▸ **BRIEF**: Word for word, transcribe the data below.

▸ **RECORDED DATA**:

▬▬▬▬▬▬

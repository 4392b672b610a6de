//! Structured logging for evaluation runs
//!
//! The subscriber is installed once at startup, before the config file is
//! read. Its filter sits behind a reload layer so the level from `--log` or
//! `core.log_level` can be applied afterwards through [`TelemetryHandle`].
//!
//! Level precedence: `RUST_LOG` > configured level > `info`.
//! Debug builds print pretty terminal output, release builds print JSON
//! lines with the current span attached.

use tracing::Subscriber;
use tracing_subscriber::{fmt, layer::SubscriberExt, reload, util::SubscriberInitExt, EnvFilter, Registry};

use sdk::errors::EngineError;

const DEFAULT_LEVEL: &str = "info";

/// Filter for `log_level` unless `env_directives` overrides it.
///
/// Blank or unparsable `RUST_LOG` values are ignored, and an unparsable
/// level falls back to `info`.
fn resolve_filter(env_directives: Option<&str>, log_level: &str) -> EnvFilter {
    env_directives
        .filter(|directives| !directives.trim().is_empty())
        .and_then(|directives| EnvFilter::try_new(directives).ok())
        .or_else(|| EnvFilter::try_new(level_directives(log_level)).ok())
        .unwrap_or_else(|| EnvFilter::new(DEFAULT_LEVEL))
}

fn level_directives(log_level: &str) -> String {
    format!("{0},arena_engine={0},sdk={0}", log_level)
}

fn env_directives() -> Option<String> {
    std::env::var(EnvFilter::DEFAULT_ENV).ok()
}

/// Swaps the level of an installed subscriber
#[derive(Clone)]
pub struct TelemetryHandle {
    filter: reload::Handle<EnvFilter, Registry>,
}

impl TelemetryHandle {
    /// Apply the configured level. `RUST_LOG` still wins when it is set.
    pub fn set_level(&self, log_level: &str) -> Result<(), EngineError> {
        self.apply(env_directives().as_deref(), log_level)
    }

    fn apply(&self, env_directives: Option<&str>, log_level: &str) -> Result<(), EngineError> {
        self.filter
            .reload(resolve_filter(env_directives, log_level))
            .map_err(|e| EngineError::Config(format!("Failed to apply log level '{}': {}", log_level, e)))
    }
}

fn build_subscriber(
    env_directives: Option<&str>,
    log_level: &str,
) -> (impl Subscriber + Send + Sync + 'static, TelemetryHandle) {
    let (filter, handle) = reload::Layer::new(resolve_filter(env_directives, log_level));

    #[cfg(debug_assertions)]
    let output = fmt::layer().pretty().with_target(false);

    #[cfg(not(debug_assertions))]
    let output = fmt::layer().json().with_current_span(true);

    let subscriber = tracing_subscriber::registry().with(filter).with(output);
    (subscriber, TelemetryHandle { filter: handle })
}

/// Install the global subscriber at `info` and return its level handle.
///
/// Call once; later calls leave the first subscriber in place.
pub fn init_telemetry() -> TelemetryHandle {
    let (subscriber, handle) = build_subscriber(env_directives().as_deref(), DEFAULT_LEVEL);
    if subscriber.try_init().is_err() {
        tracing::debug!("Tracing subscriber already installed");
    }
    handle
}

#[cfg(test)]
mod tests {
    use super::*;
    use tracing::Level;

    #[test]
    fn test_configured_level_applies_after_startup() {
        let (subscriber, handle) = build_subscriber(None, DEFAULT_LEVEL);
        let _guard = tracing::subscriber::set_default(subscriber);

        assert!(tracing::enabled!(Level::INFO));
        assert!(!tracing::enabled!(Level::DEBUG));

        handle.apply(None, "debug").unwrap();
        assert!(tracing::enabled!(Level::DEBUG));

        handle.apply(None, "warn").unwrap();
        assert!(!tracing::enabled!(Level::INFO));
        assert!(tracing::enabled!(Level::WARN));
    }

    #[test]
    fn test_env_directives_override_configured_level() {
        let (subscriber, handle) = build_subscriber(None, DEFAULT_LEVEL);
        let _guard = tracing::subscriber::set_default(subscriber);

        handle.apply(Some("error"), "debug").unwrap();
        assert!(!tracing::enabled!(Level::WARN));
        assert!(tracing::enabled!(Level::ERROR));

        // A blank RUST_LOG does not count as an override
        handle.apply(Some("  "), "debug").unwrap();
        assert!(tracing::enabled!(Level::DEBUG));
    }
}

▬▬▬▬▬▬

▸ **WRITTEN ANSWER**:
repository 4392b672b610a6de
//! Structured logging for evaluation runs
//!
//! The subscriber is installed once at startup, before the config file is
//! read. Its filter sits behind a reload layer so the level from `--log` or
//! `core.log_level` can be applied afterwards through [`TelemetryHandle`].
//!
//! Level precedence: `RUST_LOG` > configured level > `info`.
//! Debug builds print pretty terminal output, release builds print JSON
//! lines with the current span attached.

use tracing::Subscriber;
use tracing_subscriber::{fmt, layer::SubscriberExt, reload, util::SubscriberInitExt, EnvFilter, Registry};

use sdk::errors::EngineError;

const DEFAULT_LEVEL: &str = "info";

/// Filter for `log_level` unless `env_directives` overrides it.
///
/// Blank or unparsable `RUST_LOG` values are ignored, and an unparsable
/// level falls back to `info`.
fn resolve_filter(env_directives: Option<&str>, log_level: &str) -> EnvFilter {
    env_directives
        .filter(|directives| !directives.trim().is_empty())
        .and_then(|directives| EnvFilter::try_new(directives).ok())
        .or_else(|| EnvFilter::try_new(level_directives(log_level)).ok())
        .unwrap_or_else(|| EnvFilter::new(DEFAULT_LEVEL))
}

fn level_directives(log_level: &str) -> String {
    format!("{0},arena_engine={0},sdk={0}", log_level)
}

fn env_directives() -> Option<String> {
    std::env::var(EnvFilter::DEFAULT_ENV).ok()
}

/// Swaps the level of an installed subscriber
#[derive(Clone)]
pub struct TelemetryHandle {
    filter: reload::Handle<EnvFilter, Registry>,
}

impl TelemetryHandle {
    /// Apply the configured level. `RUST_LOG` still wins when it is set.
    pub fn set_level(&self, log_level: &str) -> Result<(), EngineError> {
        self.apply(env_directives().as_deref(), log_level)
    }

    fn apply(&self, env_directives: Option<&str>, log_level: &str) -> Result<(), EngineError> {
        self.filter
            .reload(resolve_filter(env_directives, log_level))
            .map_err(|e| EngineError::Config(format!("Failed to apply log level '{}': {}", log_level, e)))
    }
}

fn build_subscriber(
    env_directives: Option<&str>,
    log_level: &str,
) -> (impl Subscriber + Send + Sync + 'static, TelemetryHandle) {
    let (filter, handle) = reload::Layer::new(resolve_filter(env_directives, log_level));

    #[cfg(debug_assertions)]
    let output = fmt::layer().pretty().with_target(false);

    #[cfg(not(debug_assertions))]
    let output = fmt::layer().json().with_current_span(true);

    let subscriber = tracing_subscriber::registry().with(filter).with(output);
    (subscriber, TelemetryHandle { filter: handle })
}

/// Install the global subscriber at `info` and return its level handle.
///
/// Call once; later calls leave the first subscriber in place.
pub fn init_telemetry() -> TelemetryHandle {
    let (subscriber, handle) = build_subscriber(env_directives().as_deref(), DEFAULT_LEVEL);
    if subscriber.try_init().is_err() {
        tracing::debug!("Tracing subscriber already installed");
    }
    handle
}

#[cfg(test)]
mod tests {
    use super::*;
    use tracing::Level;

    #[test]
    fn test_configured_level_applies_after_startup() {
        let (subscriber, handle) = build_subscriber(None, DEFAULT_LEVEL);
        let _guard = tracing::subscriber::set_default(subscriber);

        assert!(tracing::enabled!(Level::INFO));
        assert!(!tracing::enabled!(Level::DEBUG));

        handle.apply(None, "debug").unwrap();
        assert!(tracing::enabled!(Level::DEBUG));

        handle.apply(None, "warn").unwrap();
        assert!(!tracing::enabled!(Level::INFO));
        assert!(tracing::enabled!(Level::WARN));
    }

    #[test]
    fn test_env_directives_override_configured_level() {
        let (subscriber, handle) = build_subscriber(None, DEFAULT_LEVEL);
        let _guard = tracing::subscriber::set_default(subscriber);

        handle.apply(Some("error"), "debug").unwrap();
        assert!(!tracing::enabled!(Level::WARN));
        assert!(tracing::enabled!(Level::ERROR));

        // A blank RUST_LOG does not count as an override
        handle.apply(Some("  "), "debug").unwrap();
        assert!(tracing::enabled!(Level::DEBUG));
    }
}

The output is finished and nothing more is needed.